President Joe Biden will discuss energy supply, human rights, and security cooperation in Saudi Arabia on Friday on a trip designed to restart the US relationship with a country he once pledged to make a "pariah" on the world stage.
Biden will hold meetings with Saudi Arabia's King Salman bin Abdulaziz and Crown Prince Mohammed bin Salman, known as MbS, along with other government officials, a senior Biden administration official told reporters.
US intelligence concluded that MbS directly approved the 2018 murder of Washington Post columnist Jamal Khashoggi, while the crown prince denies having a role in the killing.
White House advisers have declined to say whether Biden will shake hands with the prince, the kingdom's de facto ruler. Biden will meet with a broader set of Arab leaders at a summit in the Red Sea port city of Jeddah on Saturday.
"The president's going to meet about a dozen leaders and he'll greet them as he usually does," the administration official said.

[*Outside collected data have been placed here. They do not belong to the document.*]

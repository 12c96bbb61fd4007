//! Template service: the API-facing entry point for user operations.
//!
//! The service validates input shape, looks up per-client configuration, and
//! orchestrates the repository, letter file storage and proof request queue.
//! Every operation acts on behalf of a [`User`] and only ever touches that
//! user's client partition.

use std::collections::{BTreeMap, HashMap};
use std::sync::Arc;

use serde::{Deserialize, Serialize};
use tracing::{error, info, warn, Span};
use uuid::Uuid;

use crate::error::{Result, TemplateError};
use crate::files::LetterFileRepository;
use crate::proofing::{supplier_reference, ProofRequestQueue, ProofingRequest};
use crate::repository::TemplateRepository;
use crate::storage::types::{
    FileType, Language, LetterFiles, LetterProperties, LetterType, NewTemplate, Template,
    TemplateContent, TemplateFilter, TemplateStatus, User, VersionedFile,
};

/// Maximum message length per channel, in characters.
pub const EMAIL_MESSAGE_LIMIT: usize = 100_000;
pub const NHS_APP_MESSAGE_LIMIT: usize = 5_000;
pub const SMS_MESSAGE_LIMIT: usize = 918;

/// Feature switches for a client.
#[derive(Debug, Clone, Default, PartialEq, Eq, Serialize, Deserialize)]
pub struct ClientFeatures {
    #[serde(default)]
    pub proofing: bool,
}

/// Per-client configuration.
#[derive(Debug, Clone, Default, PartialEq, Eq, Serialize, Deserialize)]
#[serde(rename_all = "camelCase")]
pub struct ClientConfiguration {
    #[serde(default)]
    pub campaign_ids: Vec<String>,
    #[serde(default)]
    pub features: ClientFeatures,
}

/// Source of client configuration.
pub trait ClientConfigRepository: Send + Sync {
    /// Configuration for a client, or `None` if the client has none.
    fn get(&self, client_id: &str) -> Result<Option<ClientConfiguration>>;
}

/// Client configuration held in memory, typically loaded from a config file.
#[derive(Debug, Clone, Default)]
pub struct StaticClientConfig {
    clients: HashMap<String, ClientConfiguration>,
}

impl StaticClientConfig {
    pub fn new(clients: HashMap<String, ClientConfiguration>) -> Self {
        Self { clients }
    }

    pub fn with_client(mut self, client_id: impl Into<String>, config: ClientConfiguration) -> Self {
        self.clients.insert(client_id.into(), config);
        self
    }
}

impl ClientConfigRepository for StaticClientConfig {
    fn get(&self, client_id: &str) -> Result<Option<ClientConfiguration>> {
        Ok(self.clients.get(client_id).cloned())
    }
}

/// Fields a user supplies when uploading a letter.
#[derive(Debug, Clone, PartialEq, Eq)]
pub struct LetterUpload {
    pub name: String,
    pub letter_type: LetterType,
    pub language: Language,
    pub campaign_id: String,
}

/// An uploaded file with its original name.
#[derive(Debug, Clone, PartialEq, Eq)]
pub struct UploadedFile {
    pub file_name: String,
    pub data: Vec<u8>,
}

impl UploadedFile {
    pub fn new(file_name: impl Into<String>, data: Vec<u8>) -> Self {
        Self {
            file_name: file_name.into(),
            data,
        }
    }
}

/// Collects per-field problems into one validation error.
#[derive(Default)]
struct FieldErrors(BTreeMap<String, String>);

impl FieldErrors {
    fn check(&mut self, ok: bool, field: &str, problem: impl Into<String>) {
        if !ok {
            self.0.entry(field.to_string()).or_insert_with(|| problem.into());
        }
    }

    fn finish(self) -> Result<()> {
        if self.0.is_empty() {
            Ok(())
        } else {
            Err(TemplateError::Validation {
                message: "Request failed validation".to_string(),
                fields: self.0,
            })
        }
    }
}

fn validate_digital_template(template: &NewTemplate) -> Result<()> {
    let mut errors = FieldErrors::default();
    errors.check(!template.name.trim().is_empty(), "name", "Name is required");

    let (message, limit) = match &template.content {
        TemplateContent::Email { subject, message } => {
            errors.check(!subject.trim().is_empty(), "subject", "Subject is required");
            (message, EMAIL_MESSAGE_LIMIT)
        }
        TemplateContent::NhsApp { message } => (message, NHS_APP_MESSAGE_LIMIT),
        TemplateContent::Sms { message } => (message, SMS_MESSAGE_LIMIT),
        TemplateContent::Letter(_) => {
            return Err(TemplateError::field(
                "templateType",
                "Letter templates must be uploaded with their files",
            ))
        }
    };

    errors.check(!message.trim().is_empty(), "message", "Message is required");
    errors.check(
        message.chars().count() <= limit,
        "message",
        format!("Message must be at most {} characters", limit),
    );
    errors.finish()
}

fn has_extension(file_name: &str, extension: &str) -> bool {
    file_name
        .rsplit_once('.')
        .is_some_and(|(stem, ext)| !stem.is_empty() && ext.eq_ignore_ascii_case(extension))
}

/// User-facing template operations.
pub struct TemplateService {
    repository: Arc<TemplateRepository>,
    files: Arc<dyn LetterFileRepository>,
    clients: Arc<dyn ClientConfigRepository>,
    proof_requests: Arc<ProofRequestQueue>,
    default_supplier: String,
    span: Span,
}

impl TemplateService {
    pub fn new(
        repository: Arc<TemplateRepository>,
        files: Arc<dyn LetterFileRepository>,
        clients: Arc<dyn ClientConfigRepository>,
        proof_requests: Arc<ProofRequestQueue>,
        default_supplier: impl Into<String>,
        span: Span,
    ) -> Self {
        Self {
            repository,
            files,
            clients,
            proof_requests,
            default_supplier: default_supplier.into(),
            span,
        }
    }

    /// Create an EMAIL, SMS or NHS_APP template in `NOT_YET_SUBMITTED`.
    pub fn create_template(&self, template: &NewTemplate, user: &User) -> Result<Template> {
        validate_digital_template(template)?;
        self.repository
            .create(template, user, TemplateStatus::NotYetSubmitted)
    }

    /// Create a letter from uploaded files and queue it for scanning.
    ///
    /// The template is created in `PENDING_UPLOAD`, its files are stored under a
    /// freshly minted version id, and it then moves to `PENDING_VALIDATION`.
    pub fn upload_letter_template(
        &self,
        letter: &LetterUpload,
        pdf: &UploadedFile,
        csv: Option<&UploadedFile>,
        user: &User,
    ) -> Result<Template> {
        let mut errors = FieldErrors::default();
        errors.check(!letter.name.trim().is_empty(), "name", "Name is required");
        errors.check(
            has_extension(&pdf.file_name, "pdf") && !pdf.data.is_empty(),
            "files.pdfTemplate",
            "Letter template must be a non-empty PDF file",
        );
        if let Some(csv) = csv {
            errors.check(
                has_extension(&csv.file_name, "csv") && !csv.data.is_empty(),
                "files.testDataCsv",
                "Test data must be a non-empty CSV file",
            );
        }

        let client = self.clients.get(&user.client_id)?.unwrap_or_default();
        errors.check(
            client.campaign_ids.contains(&letter.campaign_id),
            "campaignId",
            "Invalid campaign ID",
        );
        errors.finish()?;

        let version_id = Uuid::new_v4().to_string();
        let proofing_enabled = !letter.language.is_right_to_left() && client.features.proofing;

        let content = TemplateContent::Letter(LetterProperties {
            letter_type: letter.letter_type,
            language: letter.language,
            files: LetterFiles {
                pdf_template: VersionedFile::pending(&pdf.file_name, &version_id),
                test_data_csv: csv.map(|csv| VersionedFile::pending(&csv.file_name, &version_id)),
                proofs: BTreeMap::new(),
            },
            campaign_id: Some(letter.campaign_id.clone()),
            proofing_enabled,
            personalisation_parameters: None,
            test_data_csv_headers: None,
            supplier_references: None,
        });

        let created = self.repository.create(
            &NewTemplate::new(letter.name.clone(), content),
            user,
            TemplateStatus::PendingUpload,
        )?;
        let key = created.key();

        self.files
            .upload(&key, FileType::PdfTemplate, &version_id, &pdf.data)?;
        if let Some(csv) = csv {
            self.files
                .upload(&key, FileType::TestData, &version_id, &csv.data)?;
        }

        let template = self.repository.finalise_letter_upload(&created.id, user)?;
        info!(
            parent: &self.span,
            template_key = %key,
            version_id = %version_id,
            proofing_enabled,
            "Uploaded letter template"
        );
        Ok(template)
    }

    /// Replace the content of a `NOT_YET_SUBMITTED` template.
    pub fn update_template(
        &self,
        template_id: &Uuid,
        template: &NewTemplate,
        user: &User,
        lock_number: u64,
    ) -> Result<Template> {
        validate_digital_template(template)?;
        self.repository.update(
            template_id,
            template,
            user,
            TemplateStatus::NotYetSubmitted,
            lock_number,
        )
    }

    pub fn submit_template(&self, template_id: &Uuid, user: &User, lock_number: u64) -> Result<Template> {
        self.repository.submit(template_id, user, lock_number)
    }

    pub fn delete_template(&self, template_id: &Uuid, user: &User, lock_number: u64) -> Result<()> {
        self.repository.delete(template_id, user, lock_number)
    }

    pub fn get_template(&self, template_id: &Uuid, user: &User) -> Result<Template> {
        self.repository.get(template_id, &user.client_id)
    }

    pub fn list_templates(&self, user: &User, filter: &TemplateFilter) -> Result<Vec<Template>> {
        self.repository.list(&user.client_id, filter)
    }

    /// Ask the default supplier for proofs of a validated letter.
    ///
    /// # Errors
    ///
    /// Returns `TemplateError::FeatureDisabled` if the client does not have
    /// proofing enabled, and the usual lock errors if the template has moved on.
    /// If the template changes before the supplier reference is recorded, no
    /// request is queued and `TemplateError::Conflict` is returned.
    pub fn request_proof(&self, template_id: &Uuid, user: &User, lock_number: u64) -> Result<Template> {
        let client = self.clients.get(&user.client_id)?.unwrap_or_default();
        if !client.features.proofing {
            return Err(TemplateError::FeatureDisabled(
                "Proofing is not enabled for this client".to_string(),
            ));
        }

        let template = self
            .repository
            .proof_request_update(template_id, user, lock_number)?;
        let key = template.key();

        let Some(letter) = template.letter() else {
            return Err(TemplateError::internal("Proofed template is not a letter"));
        };
        let campaign_id = letter.campaign_id.clone().unwrap_or_default();
        let reference = supplier_reference(
            &user.client_id,
            &campaign_id,
            template_id,
            letter.language,
            letter.letter_type,
        );

        let request = ProofingRequest {
            campaign_id,
            language: letter.language,
            letter_type: letter.letter_type,
            pdf_version_id: letter.files.pdf_template.current_version.clone(),
            personalisation_parameters: letter.personalisation_parameters.clone().unwrap_or_default(),
            supplier: self.default_supplier.clone(),
            template_id: *template_id,
            template_name: template.name.clone(),
            test_data_version_id: letter
                .files
                .test_data_csv
                .as_ref()
                .map(|csv| csv.current_version.clone()),
            user: user.clone(),
        };

        let Some(updated) = self
            .repository
            .set_supplier_reference(&key, &self.default_supplier, &reference)?
        else {
            warn!(
                parent: &self.span,
                template_key = %key,
                supplier = %self.default_supplier,
                "Template changed before the supplier reference was recorded; request not queued"
            );
            return Err(TemplateError::Conflict);
        };

        self.proof_requests.enqueue(&request).map_err(|e| {
            error!(parent: &self.span, template_key = %key, error = %e, "Failed to queue proofing request");
            e
        })?;

        info!(
            parent: &self.span,
            template_key = %key,
            supplier = %self.default_supplier,
            supplier_reference = %reference,
            "Requested proof"
        );
        Ok(updated)
    }
}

At the start of Biden's trip to the Middle East, officials said he would avoid close contact, such as shaking hands, as a precaution against COVID-19. But the president ended up engaging in hand-shaking in Israel.
Biden said on Thursday his position on Khashoggi's murder was "absolutely" clear. Biden made his "pariah" comment less than two years ago after the journalist's killing and while campaigning for president.
Biden said that he would raise human rights in Saudi Arabia, but he did not say specifically if he would broach the Khashoggi murder with its leaders.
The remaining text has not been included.